Top of EXCERPTED RECORDS

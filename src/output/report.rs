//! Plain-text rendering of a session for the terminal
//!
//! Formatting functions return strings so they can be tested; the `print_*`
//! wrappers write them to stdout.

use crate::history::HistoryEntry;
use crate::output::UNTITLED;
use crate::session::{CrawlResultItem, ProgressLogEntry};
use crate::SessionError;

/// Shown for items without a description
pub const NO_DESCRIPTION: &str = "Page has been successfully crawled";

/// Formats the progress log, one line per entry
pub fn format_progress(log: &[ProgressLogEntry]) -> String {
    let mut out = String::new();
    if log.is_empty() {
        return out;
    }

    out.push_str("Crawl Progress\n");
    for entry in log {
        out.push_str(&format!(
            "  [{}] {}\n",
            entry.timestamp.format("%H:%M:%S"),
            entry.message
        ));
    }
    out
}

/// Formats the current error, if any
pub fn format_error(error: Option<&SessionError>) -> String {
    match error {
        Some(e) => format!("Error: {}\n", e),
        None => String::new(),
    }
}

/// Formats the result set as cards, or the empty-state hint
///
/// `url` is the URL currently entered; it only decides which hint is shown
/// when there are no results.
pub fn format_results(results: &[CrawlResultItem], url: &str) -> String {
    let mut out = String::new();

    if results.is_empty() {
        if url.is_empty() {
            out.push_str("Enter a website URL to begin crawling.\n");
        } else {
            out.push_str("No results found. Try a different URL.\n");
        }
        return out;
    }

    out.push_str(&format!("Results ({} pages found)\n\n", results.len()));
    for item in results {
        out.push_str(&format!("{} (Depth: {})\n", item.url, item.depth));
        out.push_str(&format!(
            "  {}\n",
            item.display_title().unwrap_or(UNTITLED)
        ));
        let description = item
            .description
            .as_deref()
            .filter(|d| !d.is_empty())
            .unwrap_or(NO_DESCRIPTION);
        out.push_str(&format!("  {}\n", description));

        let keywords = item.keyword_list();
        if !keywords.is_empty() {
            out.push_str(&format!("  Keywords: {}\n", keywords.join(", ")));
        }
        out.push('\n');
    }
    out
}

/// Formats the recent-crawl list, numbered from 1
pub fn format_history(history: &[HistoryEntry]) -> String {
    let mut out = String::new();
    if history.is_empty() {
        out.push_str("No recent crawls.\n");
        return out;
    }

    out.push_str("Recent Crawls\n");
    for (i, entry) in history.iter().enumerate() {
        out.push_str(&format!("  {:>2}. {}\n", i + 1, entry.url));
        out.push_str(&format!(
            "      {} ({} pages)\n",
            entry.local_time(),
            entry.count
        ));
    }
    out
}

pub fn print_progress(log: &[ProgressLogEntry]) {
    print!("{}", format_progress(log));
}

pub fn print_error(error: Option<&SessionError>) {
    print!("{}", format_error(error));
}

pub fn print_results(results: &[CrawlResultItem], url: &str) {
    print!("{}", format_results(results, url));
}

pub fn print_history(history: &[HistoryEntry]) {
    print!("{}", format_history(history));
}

Bottom of EXCERPTED RECORDS

**WORK ITEM:**
Every line with "CrawlResultItem" in it should be copied from the entries.

**ANSWER TO THE EXERCISE:**
use crate::session::{CrawlResultItem, ProgressLogEntry};
pub fn format_results(results: &[CrawlResultItem], url: &str) -> String {
pub fn print_results(results: &[CrawlResultItem], url: &str) {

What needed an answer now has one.